Les mots dans ces pages, revenus de cet « Ailleurs dans l’autre songe » sont forcément forgés de cette rude chaleur élémentaire, creusés par les vents du Continental extrême ou de cette froideur giclante ou engourdissante des saisons de pluie qui marquent en leur temps les paysages mongols dans la durée du spectacle. À paysage extrême, écriture de l’extrême. Pascal Commère ne perd jamais le souffle dans l’altitude du verbe. On le suit, on entre dans son écrire-de-la-steppe, échappés d’un monde ancien dont on aura déposé le spectre sur un autre versant, avant de l’endosser à nouveau au retour puisqu’il le faudra bien. On entre dans la danse au rythme de Tashuur Un anneau de poussière, et c’est exaltation du vivre au cœur de ce qui pulse au travers des lignes : l’Écrire, l’écriture, la vie.
Rien n’est perdu, dans le souffle du texte, de la spontanéité vibratoire (j’écrirais bien vibrationnaire) : aire prismatique du réel traversé, en ces étendues nomades des steppes de rude / rêche poésie. Un état brut – du paysage, de la terre, du brassage des éléments, des bêtes, des peuples. Ce sont ici textes poétiques, en vers ou en prose, sans recours au narratif descriptif mais, faisant mordre au mors le Langage afférent aux étendues nomades du « Pays de ciel bleu » au climat continental, à l’environnement semi désertique. Le style de Pascal Commère insuffle à cela l’élan créateur accomplissant seule par sa marque l’accomplissement du Poème.
« Tu chercheras. Longtemps, l’emplacement où dorment les trois
pierres. Et le peu de vie conservé en creux dans le crin du cheval.
Allons. Puisque te voilà en route – l’étrange tutoiement qui ne sait
rien de toi. Va. La prose est cette allure »
Dans une matière malaxée du langage. Un langage éperonné tel un cheval par un blizzard de chardons secs sous des sabots usés sommés d’accélérer encore leur course. Un langage joué dans la mise en espace des strophes ou des vers, dans les enjambements, dans une juxtaposition martelée et effrénée des syntagmes nominaux, dans un recours énergisant aux verbes, dans le dynamisme d’une ponctuation exclamative…
L’écriture de Pascal Commère parcourt le texte au long comme une perche fouette la robe d’une monture pour la piquer, la motiver, et la brider puisque le cadre est bien de mise dans la ronde du manège des lignes et de la captation d’un regard et d’une écoute compréhensifs du lecteur / spectateur.
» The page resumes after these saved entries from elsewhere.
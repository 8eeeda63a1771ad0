//! SSH port forwarding through the system `ssh` client.

use std::net::{SocketAddr, TcpListener, TcpStream};
use std::process::{Child, Command, Stdio};
use std::thread;
use std::time::{Duration, Instant};

use tracing::{debug, info, warn};

use super::settings::SshTunnelSettings;
use super::MongoError;

const PROBE_TIMEOUT: Duration = Duration::from_millis(100);
const POLL_INTERVAL: Duration = Duration::from_millis(50);

/// A running `ssh -N -L` child process.
///
/// The process is killed when the tunnel is dropped.
#[derive(Debug)]
pub struct SshTunnel {
    child: Child,
    host: String,
    local_port: u16,
}

impl SshTunnel {
    /// Spawns the tunnel and waits until `127.0.0.1:local_port` accepts
    /// connections.
    ///
    /// The local port must be free beforehand, so whatever answers on it
    /// afterwards is the forwarding `ssh` process.
    pub fn start(settings: &SshTunnelSettings, local_port: u16) -> Result<Self, MongoError> {
        let host = settings.ssh_host.clone();
        ensure_port_free(local_port)?;
        let child = Command::new(&settings.ssh_program)
            .args(["-N", "-o", "BatchMode=yes", "-o", "ExitOnForwardFailure=yes"])
            .arg("-L")
            .arg(format!("127.0.0.1:{local_port}:127.0.0.1:{}", settings.remote_port))
            .arg("-p")
            .arg(settings.ssh_port.to_string())
            .arg("-i")
            .arg(&settings.ssh_key_file)
            .arg(format!("{}@{}", settings.ssh_username, settings.ssh_host))
            .stdin(Stdio::null())
            .stdout(Stdio::null())
            .stderr(Stdio::null())
            .spawn()
            .map_err(|source| MongoError::TunnelSpawn {
                host: host.clone(),
                source,
            })?;
        debug!(%host, pid = child.id(), local_port, "spawned ssh tunnel");

        let mut tunnel = Self {
            child,
            host,
            local_port,
        };
        tunnel.wait_ready(Duration::from_millis(settings.ready_timeout_ms))?;
        info!(host = %tunnel.host, local_port, "ssh tunnel ready");
        Ok(tunnel)
    }

    pub fn local_port(&self) -> u16 {
        self.local_port
    }

    fn wait_ready(&mut self, timeout: Duration) -> Result<(), MongoError> {
        let deadline = Instant::now() + timeout;
        let addr = SocketAddr::from(([127, 0, 0, 1], self.local_port));

        loop {
            self.ensure_running()?;

            if TcpStream::connect_timeout(&addr, PROBE_TIMEOUT).is_ok() {
                return self.ensure_running();
            }

            if Instant::now() >= deadline {
                return Err(MongoError::TunnelTimeout {
                    host: self.host.clone(),
                    port: self.local_port,
                    timeout_ms: timeout.as_millis() as u64,
                });
            }
            thread::sleep(POLL_INTERVAL);
        }
    }

    /// Fails if the child has exited, e.g. on `ExitOnForwardFailure`.
    fn ensure_running(&mut self) -> Result<(), MongoError> {
        let exited = self.child.try_wait().map_err(|source| MongoError::TunnelSpawn {
            host: self.host.clone(),
            source,
        })?;
        match exited {
            Some(status) => Err(MongoError::TunnelExited {
                host: self.host.clone(),
                status,
            }),
            None => Ok(()),
        }
    }
}

fn ensure_port_free(port: u16) -> Result<(), MongoError> {
    TcpListener::bind(("127.0.0.1", port))
        .map(drop)
        .map_err(|source| MongoError::TunnelPortInUse { port, source })
}

impl Drop for SshTunnel {
    fn drop(&mut self) {
        if let Err(e) = self.child.kill() {
            warn!(host = %self.host, error = %e, "failed to stop ssh tunnel");
        }
        let _ = self.child.wait();
        info!(host = %self.host, local_port = self.local_port, "ssh tunnel closed");
    }
}

#[cfg(test)]
mod tests {
    use super::*;
    use std::path::PathBuf;

    fn settings(program: &str) -> SshTunnelSettings {
        SshTunnelSettings {
            ssh_host: "bastion.invalid".into(),
            ssh_port: 22,
            ssh_username: "deploy".into(),
            ssh_key_file: PathBuf::from("/nonexistent/key"),
            remote_port: 27017,
            ssh_program: program.into(),
            ready_timeout_ms: 5_000,
        }
    }

    fn free_port() -> u16 {
        let listener = TcpListener::bind("127.0.0.1:0").unwrap();
        listener.local_addr().unwrap().port()
    }

    #[test]
    fn test_missing_program_fails_to_spawn() {
        let result = SshTunnel::start(&settings("/nonexistent/bin/ssh"), free_port());
        assert!(matches!(result, Err(MongoError::TunnelSpawn { .. })));
    }

    #[cfg(unix)]
    #[test]
    fn test_exiting_program_is_reported() {
        let result = SshTunnel::start(&settings("false"), free_port());
        assert!(matches!(result, Err(MongoError::TunnelExited { .. })));
    }

    #[test]
    fn test_occupied_local_port_is_rejected() {
        let listener = TcpListener::bind("127.0.0.1:0").unwrap();
        let port = listener.local_addr().unwrap().port();

        let result = SshTunnel::start(&settings("sleep"), port);
        assert!(matches!(
            result,
            Err(MongoError::TunnelPortInUse { port: p, .. }) if p == port
        ));
        drop(listener);
    }
}
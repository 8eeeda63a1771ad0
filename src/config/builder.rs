use std::path::{Path, PathBuf};

use tracing::debug;

use super::env::EnvSource;
use super::file::FileSource;
use super::resolve::resolve_references;
use super::source::{merge_at_path, ConfigSource, TableSource};
use super::Config;
use crate::error::Result;

/// Builder for loading configuration from files, the environment and
/// in-memory tables.
///
/// Sources are merged in registration order, with later sources overriding
/// earlier ones. Nested tables are merged recursively; other values
/// (including arrays) are replaced entirely.
///
/// ## Variable References
///
/// String values can reference other config values using `${path.to.field}` syntax:
///
/// ```toml
/// [MongoServer]
/// address = "db.example.com"
///
/// [SSHTunnel]
/// ssh_host = "${MongoServer.address}"
/// ```
///
/// Use `$$` to escape a literal `$` (e.g., `$${VAR}` becomes `${VAR}`).
///
/// ## Example
///
/// ```no_run
/// use foil::Config;
///
/// let config = Config::builder()
///     .with_file("database.toml", true)
///     .with_file("~/.database.toml", false)
///     .with_env("FOIL", "__")
///     .build()?;
///
/// let port: u16 = config.get("MongoServer.port")?;
/// # Ok::<(), foil::FoilError>(())
/// ```
#[derive(Debug, Default)]
#[must_use = "builders do nothing until .build() is called"]
pub struct ConfigBuilder {
    sources: Vec<RegisteredSource>,
}

#[derive(Debug)]
struct RegisteredSource {
    source: Box<dyn ConfigSource>,
    origin: Option<PathBuf>,
}

impl ConfigBuilder {
    /// Adds a TOML file to be loaded.
    ///
    /// If `required` is `true`, the build will fail if the file doesn't exist.
    /// Optional files that are missing are silently skipped.
    pub fn with_file(mut self, path: impl AsRef<Path>, required: bool) -> Self {
        let source = FileSource::new(path, required);
        let origin = Some(source.path().to_path_buf());
        self.sources.push(RegisteredSource {
            source: Box::new(source),
            origin,
        });
        self
    }

    /// Loads configuration from environment variables with the given prefix.
    ///
    /// `FOIL__MONGOSERVER__PORT=27018` with prefix `FOIL` and separator `__`
    /// sets `MongoServer.port`. Path segments are lowercased and then matched
    /// against already loaded keys without regard to case.
    ///
    /// Values are stored as the exact strings found in the environment;
    /// [`Config::get`] converts them to the requested type on read.
    ///
    /// # Panics
    ///
    /// Panics if `separator` is empty.
    pub fn with_env(self, prefix: impl Into<String>, separator: impl Into<String>) -> Self {
        self.with_source(EnvSource::new(prefix, separator))
    }

    /// Adds an in-memory table, typically a set of defaults.
    pub fn with_table(self, table: toml::Table) -> Self {
        self.with_source(TableSource::new(table))
    }

    /// Adds a custom source.
    pub fn with_source(mut self, source: impl ConfigSource + 'static) -> Self {
        self.sources.push(RegisteredSource {
            source: Box::new(source),
            origin: None,
        });
        self
    }

    /// Loads, merges and resolves all sources into a [`Config`].
    pub fn build(self) -> Result<Config> {
        let mut merged = toml::Table::new();
        let mut source_path = None;

        for registered in self.sources {
            let entries = registered.source.entries()?;
            if !entries.is_empty() && registered.origin.is_some() {
                source_path = registered.origin;
            }
            for entry in entries {
                merge_at_path(&mut merged, &entry.path, entry.value);
            }
        }

        // Resolve ${...} references after all sources are merged
        resolve_references(&mut merged)?;
        debug!(sections = merged.len(), "configuration built");

        Ok(Config::with_origin(merged, source_path))
    }
}
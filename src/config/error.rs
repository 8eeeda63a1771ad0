use std::path::PathBuf;
use thiserror::Error;

#[derive(Debug, Error)]
#[non_exhaustive]
pub enum ConfigError {
    #[error("required config file not found: {0}")]
    FileNotFound(PathBuf),

    #[error("none of the candidate config files exist: {}", display_paths(.0))]
    NoConfigFile(Vec<PathBuf>),

    #[error("failed to read config file '{path}': {source}")]
    ReadError {
        path: PathBuf,
        source: std::io::Error,
    },

    #[error("failed to parse config file '{path}': {source}")]
    ParseError {
        path: PathBuf,
        source: toml::de::Error,
    },

    #[error("failed to write config file '{path}': {source}")]
    WriteError {
        path: PathBuf,
        source: std::io::Error,
    },

    #[error("config file already exists: {0}")]
    FileExists(PathBuf),

    #[error("config file location is a directory: {0}")]
    IsDirectory(PathBuf),

    #[error("directory for config file does not exist: {0}")]
    MissingDirectory(PathBuf),

    #[error("missing config entry: {0}")]
    MissingKey(String),

    #[error("invalid config key: '{0}'")]
    InvalidKey(String),

    #[error("config entry '{key}' has value '{value}' which is not a valid {expected}")]
    InvalidValue {
        key: String,
        value: String,
        expected: &'static str,
    },

    #[error("failed to deserialize config: {0}")]
    DeserializeError(#[from] toml::de::Error),

    #[error("failed to serialize config: {0}")]
    SerializeError(#[from] toml::ser::Error),

    #[error("circular reference detected in configuration")]
    CircularReference,

    #[error("referenced path not found: {0}")]
    ReferenceNotFound(String),

    #[error("invalid reference path: {0}")]
    InvalidReferencePath(String),

    #[error("cannot reference non-scalar value: {0}")]
    NonScalarReference(String),

    #[error("unclosed reference (missing '}}')")]
    UnclosedReference,
}

fn display_paths(paths: &[PathBuf]) -> String {
    paths
        .iter()
        .map(|p| p.display().to_string())
        .collect::<Vec<_>>()
        .join(", ")
}
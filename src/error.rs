use crate::config::ConfigError;
use crate::mongo::MongoError;
use thiserror::Error;

/// Top-level error type for the foil library.
///
/// Every fallible public operation returns this type. The `Display`
/// implementation carries the human-readable message; the variants exist
/// so callers can match on the failing component.
#[derive(Debug, Error)]
#[non_exhaustive]
pub enum FoilError {
    #[error("configuration error: {0}")]
    Config(#[from] ConfigError),

    #[error("mongo error: {0}")]
    Mongo(#[from] MongoError),

    #[error("not a recognized boolean token: '{0}'")]
    InvalidBool(String),
}

/// Result alias used throughout the crate.
pub type Result<T, E = FoilError> = std::result::Result<T, E>;
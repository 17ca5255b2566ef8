use std::fmt::{Display, Formatter};

/// A monotonically non-decreasing identifier within a connection's packet
///  number space. Packet numbers are never reused; a retransmission carries
///  a fresh number.
#[derive(Copy, Clone, Eq, PartialEq, Ord, PartialOrd, Hash, Debug)]
pub struct PacketNumber(u64);

impl Display for PacketNumber {
    fn fmt(&self, f: &mut Formatter<'_>) -> std::fmt::Result {
        write!(f, "{}", self.0)
    }
}

impl PacketNumber {
    pub const MIN: PacketNumber = PacketNumber(0);

    pub fn from_raw(value: u64) -> Self {
        Self(value)
    }

    pub fn to_raw(&self) -> u64 {
        self.0
    }

    pub fn next(&self) -> PacketNumber {
        PacketNumber(
            self.0.checked_add(1)
                .expect("packet number space exhausted")
        )
    }

    pub fn max(self, other: PacketNumber) -> PacketNumber {
        if other.0 > self.0 { other } else { self }
    }
}

#[cfg(test)]
mod tests {
    use super::*;

    #[test]
    fn test_next() {
        assert_eq!(PacketNumber::MIN.next(), PacketNumber::from_raw(1));
        assert_eq!(PacketNumber::from_raw(41).next(), PacketNumber::from_raw(42));
    }

    #[test]
    fn test_max() {
        let a = PacketNumber::from_raw(3);
        let b = PacketNumber::from_raw(7);
        assert_eq!(a.max(b), b);
        assert_eq!(b.max(a), b);
        assert_eq!(b.max(b), b);
    }
}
Puisque le cadre ouvre sur l’infini. Grande est la force de ce long Poème, Tashuur Un anneau de poussière.
Le rythme galope dans les herbes sèches, et le cercle est sans fatigue dans la ronde des cavaliers. Exposés, à nu, au dénuement de la steppe, arrosée d’une seule lumière crue et d’ocres sans ombre de nuages, je / nous avançons dans ces paysages mongols harnachés de derviches-tourneurs puisque l’alezan, parfois, nous enrobe, nous habite, et hennit de notre tréfonds – comme du blizzard noir en sommeil dans un repos des apparences dans les entrailles ou l’autre saison de la nuit – jusqu’au ciel de nos entrailles, de nos tripes, de nos cœurs, de nos appels peuplés de chevaux habités « écume / crins emmêlés » dans les flancs par la perche uurga, la plaine immense sous nos pieds / à nos flancs qui, comme le Poème de la steppe des galops mongols, Tashuur Un anneau de poussière, n’en finit pas de poudroyer – « Chevaux. Chevaux de feu – Tes chevaux ! » Un anneau de poussière nous frôle dans la force bouleversante du Poème, et nous frôle, le frôlement du cheval, la danse,
« (…) le piétinement, les hennissements ronflés
dans la nuit descendue, longtemps se rapprochant
non pas un par un. Mais lentement si lentement liés
tout ensemble par un fil de nuit et de sang. Rumeur !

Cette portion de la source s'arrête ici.